Le 3 cose da fare per salvare il basilico quando è secco: la procedura di emergenza

Soprattutto in estate, può capitare che il terriccio delle piante diventi arido, secco e si indurisca (probabilmente perché viene annaffiato poco) e ciò può soffocare le radici. Proprio per questo è importante effettuare un rinvaso di emergenza e questa procedura consta di 3 piccole e semplici fasi. 

Basilico secco: 3 cose da fare per salvarlo
3 cose da fare per salvare il basilico secco – graffitiblog.it
  1. Cambiare il terriccio con uno più adatto: quando si effettua il rinvaso, bisogna utilizzare un terriccio più soffice. Già questo primo step può salvare la piantina di basilico da morte certa. Il terriccio deve essere anche morbido e ben drenato così che si mantenga umido ma eliminerà anche l’acqua in eccesso e quindi eventuali ristagni che sono molto pericolosi per le radici di tutte le piante. 
  2. Scegliere il vaso giusto: sempre per evitare i ristagni d’acqua e quindi favorire un giusto drenaggio dei liquidi, è essenziale preferire dei vasi con dei fori sul fondo. Anche le dimensioni contano: sostituire il vecchio vaso con uno più grande in modo che il basilico possa espandere le sue radici e crescere meglio. Infine, per quanto riguarda il materiale, di certo i vasi in terracotta sono da preferire perché mantengono costanti le temperature basali (evitare invece la plastica che si può surriscaldarsi facilmente e danneggiare la pianta).
  3. Concimare la pianta: se il basilico non ha sufficienti sostanze nutritive, non riuscirà a produrre nuovi rami e nuove foglioline. Per questo è bene utilizzare come concime la leonardite, un concime organico ricco di acidi umici che stimolano la salute generale della pianta e favoriscono la crescita di nuovi germogli. Vanno bene anche concimi ricchi di azoto, potassio, fosforo e ferro. Concimare regolarmente la pianta, a partire dalla primavera. Se il basilico è secco, vuol dire che bisogna concimare più di frequente (o comunque leggendo quanto indicato sull’etichetta del concime acquistato). Per quanto riguarda i concimi naturali (ad esempio i fondi del caffè), effettuare la concimazione ogni 2-3 settimane. 

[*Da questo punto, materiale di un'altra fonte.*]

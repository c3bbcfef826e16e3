use mockrest_base::{HttpRequest, HttpResponse, MockApiResult};

use crate::request::RequestInfo;

/// A custom endpoint answered before generic collection CRUD.
///
/// The dispatcher offers a request to every endpoint whose `name` equals the request's
/// collection name, in registration order. Returning `Ok(None)` lets the request fall through.
pub trait EndpointHandler: std::fmt::Debug + Send + Sync + 'static {
    /// Collection name this endpoint answers for.
    fn name(&self) -> &str;

    /// Handle a request addressed to this endpoint.
    fn handle(&self, request: &HttpRequest, info: &RequestInfo)
    -> MockApiResult<Option<HttpResponse>>;

    /// Discard any session state held by the endpoint.
    fn reset(&self) {}
}
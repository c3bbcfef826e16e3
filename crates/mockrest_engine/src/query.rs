/* 📖 # Why filter first and page second?

Clients page through the filtered result: `?q=name%3DMa&offset=10&pageSize=10` is the second
page of matches, not matches within the second page. Both steps keep collection order and
borrow from the store, so nothing is copied until a response is built.
*/

use std::borrow::Cow;

use regex::{Regex, RegexBuilder};
use url::form_urlencoded;

use mockrest_base::{ErrorKind, MockApiError, MockApiResult};

use crate::params::UrlParameters;
use crate::record::Record;

struct Condition {
    field: String,
    pattern: Regex,
}

/// How filter text is turned into conditions.
#[derive(Debug, Clone, Copy, Default)]
pub struct FilterOptions<'a> {
    /// Match patterns case-sensitively.
    pub case_sensitive: bool,
    /// Field that a bare pattern (a filter entry without `=`) is matched against.
    pub default_field: Option<&'a str>,
}

/// Select the records matching every `field=pattern` pair of the filter.
///
/// Patterns are unanchored regular expressions, case-insensitive unless
/// `options.case_sensitive` is set. An entry without `=` is a pattern for
/// `options.default_field`; with no default field it names a field that must match the empty
/// pattern. A record lacking a filtered field does not match. An empty filter selects
/// everything.
pub fn apply_query<'a>(
    records: &'a [Record],
    filter: Option<&str>,
    options: FilterOptions<'_>,
) -> MockApiResult<Vec<&'a Record>> {
    let conditions = match filter {
        Some(filter) => parse_conditions(filter, options)?,
        None => Vec::new(),
    };
    Ok(records
        .iter()
        .filter(|record| {
            conditions.iter().all(|condition| {
                record
                    .field_text(&condition.field)
                    .is_some_and(|text| condition.pattern.is_match(&text))
            })
        })
        .collect())
}

/// Return the `[skip, skip + limit)` window of `items`, clamped to its length.
pub fn apply_paging<'a, T>(items: &'a [T], params: &UrlParameters) -> &'a [T] {
    if !params.has_paging() {
        return items;
    }
    let len = items.len();
    let start = params.skip.unwrap_or(0).min(len);
    let end = match params.limit {
        Some(limit) => start.saturating_add(limit).min(len),
        None => len,
    };
    &items[start..end]
}

fn parse_conditions(filter: &str, options: FilterOptions<'_>) -> MockApiResult<Vec<Condition>> {
    filter
        .split('&')
        .filter_map(|entry| {
            let (name, value) = form_urlencoded::parse(entry.as_bytes()).next()?;
            match options.default_field {
                Some(field) if !entry.contains('=') => Some((Cow::Borrowed(field), name)),
                _ => Some((name, value)),
            }
        })
        .filter(|(field, _)| !field.is_empty())
        .map(|(field, pattern)| -> MockApiResult<Condition> {
            let regex = RegexBuilder::new(&pattern)
                .case_insensitive(!options.case_sensitive)
                .build()
                .map_err(|e| {
                    Box::new(MockApiError::new(ErrorKind::InvalidFilter {
                        pattern: pattern.to_string(),
                        message: e.to_string(),
                    }))
                })?;
            Ok(Condition {
                field: field.into_owned(),
                pattern: regex,
            })
        })
        .collect()
}

#[cfg(test)]
mod tests {
    use super::*;
    use serde_json::json;

    fn heroes() -> Vec<Record> {
        [
            json!({"id": 11, "name": "Mr. Nice", "power": 10}),
            json!({"id": 12, "name": "Narco", "power": 20}),
            json!({"id": 13, "name": "Bombasto"}),
            json!({"id": 14, "name": "Magneta", "power": 20}),
        ]
        .into_iter()
        .map(|v| Record::from_value(v).unwrap())
        .collect()
    }

    fn insensitive() -> FilterOptions<'static> {
        FilterOptions::default()
    }

    fn ids(records: &[&Record]) -> Vec<i64> {
        records
            .iter()
            .filter_map(|r| r.get("id").and_then(|v| v.as_i64()))
            .collect()
    }

    #[test]
    fn test_no_filter_selects_everything() {
        let records = heroes();
        assert_eq!(ids(&apply_query(&records, None, insensitive()).unwrap()), vec![11, 12, 13, 14]);
        assert_eq!(ids(&apply_query(&records, Some(""), insensitive()).unwrap()), vec![11, 12, 13, 14]);
    }

    #[test]
    fn test_filter_is_case_insensitive_by_default() {
        let records = heroes();
        assert_eq!(ids(&apply_query(&records, Some("name=ma"), insensitive()).unwrap()), vec![14]);
        assert_eq!(ids(&apply_query(&records, Some("name=^n"), insensitive()).unwrap()), vec![12]);
        let sensitive = FilterOptions {
            case_sensitive: true,
            ..insensitive()
        };
        assert!(apply_query(&records, Some("name=ma"), sensitive).unwrap().is_empty());
    }

    #[test]
    fn test_conditions_are_anded() {
        let records = heroes();
        let matched = apply_query(&records, Some("power=20&name=o"), insensitive()).unwrap();
        assert_eq!(ids(&matched), vec![12]);
    }

    #[test]
    fn test_missing_field_never_matches() {
        let records = heroes();
        let matched = apply_query(&records, Some("power=.*"), insensitive()).unwrap();
        assert_eq!(ids(&matched), vec![11, 12, 14]);
    }

    #[test]
    fn test_invalid_pattern_is_an_error() {
        let records = heroes();
        let err = apply_query(&records, Some("name=("), insensitive()).unwrap_err();
        assert!(err.to_string().starts_with("Invalid filter pattern '('"));
    }

    #[test]
    fn test_bare_pattern_uses_default_field() {
        let records = heroes();
        let by_name = FilterOptions {
            default_field: Some("name"),
            ..insensitive()
        };
        assert_eq!(ids(&apply_query(&records, Some("ma"), by_name).unwrap()), vec![14]);
        assert_eq!(
            ids(&apply_query(&records, Some("o&power=20"), by_name).unwrap()),
            vec![12]
        );

        // Without a default field a bare entry names a field no hero has
        assert!(apply_query(&records, Some("ma"), insensitive()).unwrap().is_empty());
    }

    #[test]
    fn test_paging_windows() {
        let items: Vec<u32> = (0..5).collect();
        let page = |skip, limit| {
            apply_paging(&items, &UrlParameters { skip, limit, filter: None }).to_vec()
        };
        assert_eq!(page(None, None), vec![0, 1, 2, 3, 4]);
        assert_eq!(page(Some(1), Some(2)), vec![1, 2]);
        assert_eq!(page(Some(4), Some(10)), vec![4]);
        assert_eq!(page(Some(9), Some(2)), Vec::<u32>::new());
        assert_eq!(page(Some(3), None), vec![3, 4]);
        assert_eq!(page(None, Some(0)), Vec::<u32>::new());
    }

    #[test]
    fn test_paging_length_matches_clamped_window() {
        let items: Vec<usize> = (0..7).collect();
        let n = items.len();
        for s in 0..10 {
            for l in 0..10 {
                let params = UrlParameters { skip: Some(s), limit: Some(l), filter: None };
                let page = apply_paging(&items, &params);
                let start = s.min(n);
                assert_eq!(page.len(), l.min(n - start));
                assert_eq!(page, &items[start..start + page.len()]);
            }
        }
    }
}
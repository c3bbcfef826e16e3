/* 📖 # Why is the login token not signed?

The login endpoint exists so client code that stores and forwards a bearer token can be
exercised without an identity provider. The token has the familiar three-segment shape, but
the outer segments are fixed placeholders and the middle one is plain base64 JSON, so tests
can inspect it. Nothing here authenticates anyone.
*/

use std::time::{Duration, SystemTime, UNIX_EPOCH};

use base64::engine::{DecodePaddingMode, GeneralPurpose, GeneralPurposeConfig, general_purpose};
use base64::{Engine as _, alphabet};
use parking_lot::Mutex;
use serde::{Deserialize, Serialize};
use serde_json::{Value, json};
use tracing::{info, warn};

use mockrest_base::{
    ErrorKind, HttpHeaders, HttpMethod, HttpRequest, HttpResponse, HttpStatusCode, MockApiError,
    MockApiResult,
};

use super::endpoint::EndpointHandler;
use crate::request::RequestInfo;
use crate::response::data_response;

const LOGIN: &str = "login";
const TOKEN_LIFETIME: Duration = Duration::from_secs(30 * 60);

// Tokens minted elsewhere often drop the `=` padding
const TOKEN_PAYLOAD: GeneralPurpose = GeneralPurpose::new(
    &alphabet::STANDARD,
    GeneralPurposeConfig::new().with_decode_padding_mode(DecodePaddingMode::Indifferent),
);

/// The current session set by the last login.
#[derive(Debug, Clone, PartialEq, Serialize)]
struct Session {
    id: Value,
    name: Value,
}

#[derive(Debug, Default, Deserialize)]
#[serde(default)]
struct Credentials {
    uid: Value,
    uname: Value,
}

/// Simulated login at `<base>/login`.
///
/// `POST` with `{uid, uname}` starts a session and answers `{token, uid, uname}`; `GET`
/// answers `{data: <session or null>}`. One session per backend; a new login replaces it.
#[derive(Debug, Default)]
pub struct LoginEndpoint {
    session: Mutex<Option<Session>>,
}

impl LoginEndpoint {
    pub fn new() -> Self {
        Self::default()
    }

    fn current_session(&self) -> HttpResponse {
        let session = self.session.lock().clone();
        data_response(HttpStatusCode::OK, json!(session))
    }

    fn login(&self, request: &HttpRequest) -> MockApiResult<HttpResponse> {
        let body = request
            .body()
            .as_json()
            .map_err(|e| malformed(e.to_string()))?
            .unwrap_or_else(|| json!({}));
        let credentials: Credentials =
            serde_json::from_value(body).map_err(|e| malformed(e.to_string()))?;

        let session = Session {
            id: credentials.uid,
            name: credentials.uname,
        };
        let token = issue_token(&session);
        info!(uid = %session.id, "login session started");
        let response = HttpResponse::json(json!({
            "token": token,
            "uid": session.id,
            "uname": session.name,
        }));
        *self.session.lock() = Some(session);
        Ok(response)
    }
}

impl EndpointHandler for LoginEndpoint {
    fn name(&self) -> &str {
        LOGIN
    }

    fn handle(
        &self,
        request: &HttpRequest,
        _info: &RequestInfo,
    ) -> MockApiResult<Option<HttpResponse>> {
        match request.method() {
            HttpMethod::Get => Ok(Some(self.current_session())),
            HttpMethod::Post => self.login(request).map(Some),
            _ => Ok(None),
        }
    }

    fn reset(&self) {
        *self.session.lock() = None;
    }
}

fn issue_token(session: &Session) -> String {
    let expires = unix_seconds() + TOKEN_LIFETIME.as_secs();
    let placeholder = encode_segment(&json!({"test": "test"}));
    let payload = encode_segment(&json!({
        "uid": session.id,
        "uname": session.name,
        "exp": expires,
    }));
    format!("{placeholder}.{payload}.{placeholder}")
}

fn unix_seconds() -> u64 {
    SystemTime::now()
        .duration_since(UNIX_EPOCH)
        .unwrap_or_default()
        .as_secs()
}

fn encode_segment(value: &Value) -> String {
    general_purpose::STANDARD.encode(value.to_string())
}

/// The user id carried by a `Bearer` token in the `Authorization` header.
///
/// Anything unexpected (no header, wrong shape, bad base64, bad JSON, no numeric uid) yields
/// `None`.
pub(crate) fn uid_from_authorization(headers: &HttpHeaders) -> Option<i64> {
    let authorization = headers.get("Authorization")?;
    let token = authorization
        .find("Bearer ")
        .map(|ix| &authorization[ix + "Bearer ".len()..])?;
    let payload = token.split('.').nth(1)?;
    let decoded = match TOKEN_PAYLOAD.decode(payload) {
        Ok(bytes) => bytes,
        Err(e) => {
            warn!(error = %e, "ignoring bearer token with invalid payload encoding");
            return None;
        }
    };
    let claims: Value = match serde_json::from_slice(&decoded) {
        Ok(claims) => claims,
        Err(e) => {
            warn!(error = %e, "ignoring bearer token with invalid payload");
            return None;
        }
    };
    match claims.get("uid")? {
        Value::Number(n) => n.as_i64(),
        Value::String(s) => s.trim().parse().ok(),
        _ => None,
    }
}

fn malformed(message: String) -> Box<MockApiError> {
    Box::new(MockApiError::new(ErrorKind::MalformedBody { message }))
}
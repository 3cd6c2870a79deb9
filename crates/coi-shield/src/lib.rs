//! Isolation shield coordinator.

#[cfg(test)]
mod simulation;

use coi_activation::ActivationOutcome;
use coi_activation::ActivationProtocol;
use coi_activation::Platform;
use coi_core::ShieldResult;
use coi_interceptor::Interception;
use coi_interceptor::Interceptor;
use coi_interceptor::LifecycleDirective;
use coi_interceptor::LifecycleState;
use coi_interceptor::Upstream;
use coi_net::InterceptedRequest;
use coi_net::RequestUrl;
use coi_policy::ShieldConfig;
use tracing::debug;

/// Loads the shield configuration, falling back to defaults for anything the
/// host leaves out.
pub fn load_config(json: Option<&str>) -> ShieldResult<ShieldConfig> {
    match json.map(str::trim) {
        None | Some("") => {
            let config = ShieldConfig::default();
            config.validate()?;
            Ok(config)
        }
        Some(json) => ShieldConfig::from_json(json),
    }
}

/// Runs the activation protocol for the current page load.
pub async fn activate_page<P: Platform>(
    platform: &P,
    config: &ShieldConfig,
) -> ShieldResult<ActivationOutcome> {
    let mut protocol = ActivationProtocol::new(platform, config)?;
    Ok(protocol.run().await)
}

/// Worker-side half of the shield: configuration plus the interceptor bound
/// to the registration scope.
#[derive(Debug, Clone)]
pub struct Shield {
    config: ShieldConfig,
    interceptor: Interceptor,
}

/// Snapshot used by hosts for diagnostics.
#[derive(Debug, Clone, PartialEq, Eq)]
pub struct ShieldSummary {
    pub origin: String,
    pub state: LifecycleState,
    pub sentinel_path: String,
    pub marker_param: String,
    pub probe_enabled: bool,
}

impl Shield {
    pub fn new(scope: &RequestUrl, config: ShieldConfig) -> ShieldResult<Self> {
        let interceptor = Interceptor::new(scope, &config)?;
        debug!(
            scope = scope.as_str(),
            sentinel = interceptor.sentinel_path(),
            "shield configured"
        );
        Ok(Self {
            config,
            interceptor,
        })
    }

    pub fn from_json(scope: &RequestUrl, json: Option<&str>) -> ShieldResult<Self> {
        Self::new(scope, load_config(json)?)
    }

    pub fn config(&self) -> &ShieldConfig {
        &self.config
    }

    pub fn interceptor(&self) -> &Interceptor {
        &self.interceptor
    }

    pub fn install(&mut self) -> ShieldResult<LifecycleDirective> {
        self.interceptor.install()
    }

    pub fn activate(&mut self) -> ShieldResult<LifecycleDirective> {
        self.interceptor.activate()
    }

    pub async fn intercept<U: Upstream>(
        &self,
        upstream: &U,
        request: &InterceptedRequest,
    ) -> ShieldResult<Interception<U::Body>> {
        self.interceptor.intercept(upstream, request).await
    }

    pub fn summary(&self) -> ShieldSummary {
        ShieldSummary {
            origin: self.interceptor.origin().to_string(),
            state: self.interceptor.state(),
            sentinel_path: self.interceptor.sentinel_path().to_owned(),
            marker_param: self.config.marker_param.clone(),
            probe_enabled: self.config.probe.enabled,
        }
    }
}
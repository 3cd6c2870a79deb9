//! Page-load activation: register the interceptor, check isolation, and
//! reload at most once.

use crate::marker::ReloadMarker;
use coi_core::ShieldError;
use coi_core::ShieldResult;
use coi_policy::ProbeConfig;
use coi_policy::ShieldConfig;
use std::future::Future;
use std::time::Duration;
use tracing::debug;
use tracing::info;
use tracing::warn;
use url::Url;

/// State of the newest worker in a registration.
#[derive(Debug, Clone, Copy, PartialEq, Eq)]
pub enum WorkerState {
    Installing,
    Waiting,
    Active,
}

/// What registration reported back.
#[derive(Debug, Clone, Copy, PartialEq, Eq)]
pub struct Registration {
    pub worker: WorkerState,
}

/// Narrow view of the browser the protocol runs in. The protocol only
/// observes state and reloads; it never writes isolation or controller state.
pub trait Platform {
    fn supports_interception(&self) -> bool;

    fn page_url(&self) -> ShieldResult<Url>;

    fn is_isolated(&self) -> bool;

    fn register(
        &self,
        script: &Url,
        scope: &Url,
    ) -> impl Future<Output = ShieldResult<Registration>>;

    fn wait_for_activation(&self) -> impl Future<Output = ShieldResult<()>>;

    /// Replaces the visible URL without navigating.
    fn replace_url(&self, url: &Url) -> ShieldResult<()>;

    fn reload(&self, url: &Url) -> ShieldResult<()>;

    fn probe(&self, url: &Url) -> impl Future<Output = ShieldResult<String>>;

    fn sleep(&self, duration: Duration) -> impl Future<Output = ()>;
}

#[derive(Debug, Clone, Copy, PartialEq, Eq)]
pub enum ActivationState {
    Unregistered,
    Registering,
    AlreadyIsolated,
    AwaitingActivation,
    Probing,
    Reloading,
    ReloadedChecking,
    Converged(ActivationOutcome),
}

#[derive(Debug, Clone, Copy, PartialEq, Eq)]
pub enum ActivationOutcome {
    Isolated { marker_cleared: bool },
    ReloadTriggered,
    Degraded(DegradedReason),
}

impl ActivationOutcome {
    pub fn as_str(self) -> &'static str {
        match self {
            Self::Isolated { .. } => "isolated",
            Self::ReloadTriggered => "reload-triggered",
            Self::Degraded(reason) => reason.as_str(),
        }
    }

    pub fn is_isolated(self) -> bool {
        matches!(self, Self::Isolated { .. })
    }
}

/// Why the page keeps running without isolation.
#[derive(Debug, Clone, Copy, PartialEq, Eq)]
pub enum DegradedReason {
    Unsupported,
    PageUrlUnavailable,
    ScopeExcludesPage,
    RegistrationFailed,
    ActivationFailed,
    InterceptorNotReady,
    IsolationUnattainable,
    ReloadFailed,
}

impl DegradedReason {
    pub fn as_str(self) -> &'static str {
        match self {
            Self::Unsupported => "unsupported",
            Self::PageUrlUnavailable => "page-url-unavailable",
            Self::ScopeExcludesPage => "scope-excludes-page",
            Self::RegistrationFailed => "registration-failed",
            Self::ActivationFailed => "activation-failed",
            Self::InterceptorNotReady => "interceptor-not-ready",
            Self::IsolationUnattainable => "isolation-unattainable",
            Self::ReloadFailed => "reload-failed",
        }
    }
}

/// Runs once per page load.
pub struct ActivationProtocol<'a, P: Platform> {
    platform: &'a P,
    script_location: String,
    scope: String,
    sentinel_path: String,
    sentinel_body: String,
    probe: ProbeConfig,
    marker: ReloadMarker,
    transitions: Vec<ActivationState>,
}

impl<'a, P: Platform> ActivationProtocol<'a, P> {
    pub fn new(platform: &'a P, config: &ShieldConfig) -> ShieldResult<Self> {
        config.validate()?;
        Ok(Self {
            platform,
            script_location: config.script_location.clone(),
            scope: config.scope.clone(),
            sentinel_path: config.sentinel_path.clone(),
            sentinel_body: config.sentinel_body.clone(),
            probe: config.probe.clone(),
            marker: ReloadMarker::new(config.marker_param.clone()),
            transitions: vec![ActivationState::Unregistered],
        })
    }

    pub fn state(&self) -> ActivationState {
        self.transitions
            .last()
            .copied()
            .unwrap_or(ActivationState::Unregistered)
    }

    /// Every state visited so far, starting with `Unregistered`.
    pub fn transitions(&self) -> &[ActivationState] {
        &self.transitions
    }

    /// Drives the protocol to convergence. Never fails: every error becomes a
    /// degraded outcome and the page keeps loading.
    pub async fn run(&mut self) -> ActivationOutcome {
        let outcome = self.drive().await;
        match outcome {
            ActivationOutcome::Degraded(reason) => {
                warn!(reason = reason.as_str(), "continuing without cross-origin isolation");
            }
            _ => info!(outcome = outcome.as_str(), "activation converged"),
        }
        self.enter(ActivationState::Converged(outcome));
        outcome
    }

    async fn drive(&mut self) -> ActivationOutcome {
        if !self.platform.supports_interception() {
            info!("request interception is unavailable on this platform");
            return ActivationOutcome::Degraded(DegradedReason::Unsupported);
        }

        let page = match self.platform.page_url() {
            Ok(page) => page,
            Err(error) => {
                warn!(code = error.code, %error, "cannot read page URL");
                return ActivationOutcome::Degraded(DegradedReason::PageUrlUnavailable);
            }
        };

        let (script, scope) = match self.resolve_registration(&page) {
            Ok(resolved) => resolved,
            Err(error) => {
                warn!(code = error.code, %error, "registration scope does not cover this page");
                return ActivationOutcome::Degraded(DegradedReason::ScopeExcludesPage);
            }
        };

        self.enter(ActivationState::Registering);
        let registration = match self.platform.register(&script, &scope).await {
            Ok(registration) => registration,
            Err(error) => {
                warn!(code = error.code, %error, "interceptor registration failed");
                return ActivationOutcome::Degraded(DegradedReason::RegistrationFailed);
            }
        };
        debug!(worker = ?registration.worker, "interceptor registered");

        let reloaded = self.marker.is_set(&page);
        if reloaded {
            self.enter(ActivationState::ReloadedChecking);
        }

        if self.platform.is_isolated() {
            self.enter(ActivationState::AlreadyIsolated);
            let marker_cleared = self.clear_marker(&page);
            return ActivationOutcome::Isolated { marker_cleared };
        }

        if reloaded {
            // This load is the reload; trying again could loop forever.
            return ActivationOutcome::Degraded(DegradedReason::IsolationUnattainable);
        }

        if registration.worker != WorkerState::Active {
            self.enter(ActivationState::AwaitingActivation);
            if let Err(error) = self.platform.wait_for_activation().await {
                warn!(code = error.code, %error, "interceptor never became active");
                return ActivationOutcome::Degraded(DegradedReason::ActivationFailed);
            }
        }

        if self.probe.enabled {
            self.enter(ActivationState::Probing);
            if !self.probe_until_ready(&scope).await {
                return ActivationOutcome::Degraded(DegradedReason::InterceptorNotReady);
            }
        }

        self.enter(ActivationState::Reloading);
        let target = self.marker.set(&page);
        info!(url = target.as_str(), "page is not isolated, reloading once");
        match self.platform.reload(&target) {
            Ok(()) => ActivationOutcome::ReloadTriggered,
            Err(error) => {
                warn!(code = error.code, %error, "reload failed");
                ActivationOutcome::Degraded(DegradedReason::ReloadFailed)
            }
        }
    }

    fn resolve_registration(&self, page: &Url) -> ShieldResult<(Url, Url)> {
        let script = join(page, &self.script_location)?;
        let scope = join(page, &self.scope)?;

        if scope.origin() != page.origin() || !page.path().starts_with(scope.path()) {
            return Err(ShieldError::new(
                "activation.scope_excludes_page",
                format!("scope `{scope}` does not cover page `{page}`"),
            ));
        }

        Ok((script, scope))
    }

    fn clear_marker(&self, page: &Url) -> bool {
        let Some(cleared) = self.marker.clear(page) else {
            return false;
        };

        match self.platform.replace_url(&cleared) {
            Ok(()) => true,
            Err(error) => {
                warn!(code = error.code, %error, "failed to strip reload marker");
                false
            }
        }
    }

    /// The sentinel is resolved against the scope so the request stays
    /// inside it.
    async fn probe_until_ready(&self, scope: &Url) -> bool {
        let url = match join(scope, &self.sentinel_path) {
            Ok(url) => url,
            Err(error) => {
                warn!(code = error.code, %error, "cannot build sentinel URL");
                return false;
            }
        };

        for attempt in 1..=self.probe.attempts {
            match self.platform.probe(&url).await {
                Ok(body) if body == self.sentinel_body => {
                    debug!(attempt, "sentinel answered by interceptor");
                    return true;
                }
                Ok(_) => debug!(attempt, "sentinel answered by something else"),
                Err(error) => debug!(attempt, code = error.code, "sentinel probe failed"),
            }

            if attempt < self.probe.attempts {
                self.platform.sleep(self.probe.backoff()).await;
            }
        }

        warn!(
            attempts = self.probe.attempts,
            "interceptor did not answer the sentinel probe"
        );
        false
    }

    fn enter(&mut self, state: ActivationState) {
        debug!(?state, "activation state");
        self.transitions.push(state);
    }
}

fn join(base: &Url, input: &str) -> ShieldResult<Url> {
    base.join(input).map_err(|error| {
        ShieldError::new(
            "activation.url_invalid",
            format!("cannot resolve `{input}` against `{base}`: {error}"),
        )
    })
}
//! Shared primitives used across the isolation shield crates.

use core::fmt;

/// Result alias used across the workspace.
pub type ShieldResult<T> = Result<T, ShieldError>;

/// Workspace error carrying a dotted, stable code and a human-readable message.
#[derive(Debug, Clone, PartialEq, Eq)]
pub struct ShieldError {
    pub code: &'static str,
    pub message: String,
}

impl ShieldError {
    pub fn new(code: &'static str, message: impl Into<String>) -> Self {
        Self {
            code,
            message: message.into(),
        }
    }

    /// Returns true when the code belongs to the given dotted namespace.
    pub fn is_in(&self, namespace: &str) -> bool {
        self.code
            .strip_prefix(namespace)
            .is_some_and(|rest| rest.is_empty() || rest.starts_with('.'))
    }
}

impl fmt::Display for ShieldError {
    fn fmt(&self, f: &mut fmt::Formatter<'_>) -> fmt::Result {
        write!(f, "{}: {}", self.code, self.message)
    }
}

impl std::error::Error for ShieldError {}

In questo modo la piantina di basilico dovrebbe essere salva. Se così non fosse, si può provare a moltiplicarlo a partire da una talea sana (presa da un ramo sano con qualche fogliolina) da interrare in un altro vasetto con terriccio morbido misto a sabbia. Inumidire questo substrato e tenere al sole. La talea dopo qualche settimana dovrebbe generare delle radici e quindi si avrà una nuova piantina, diversa da quella madre, ma comunque sana ed utilizzabile.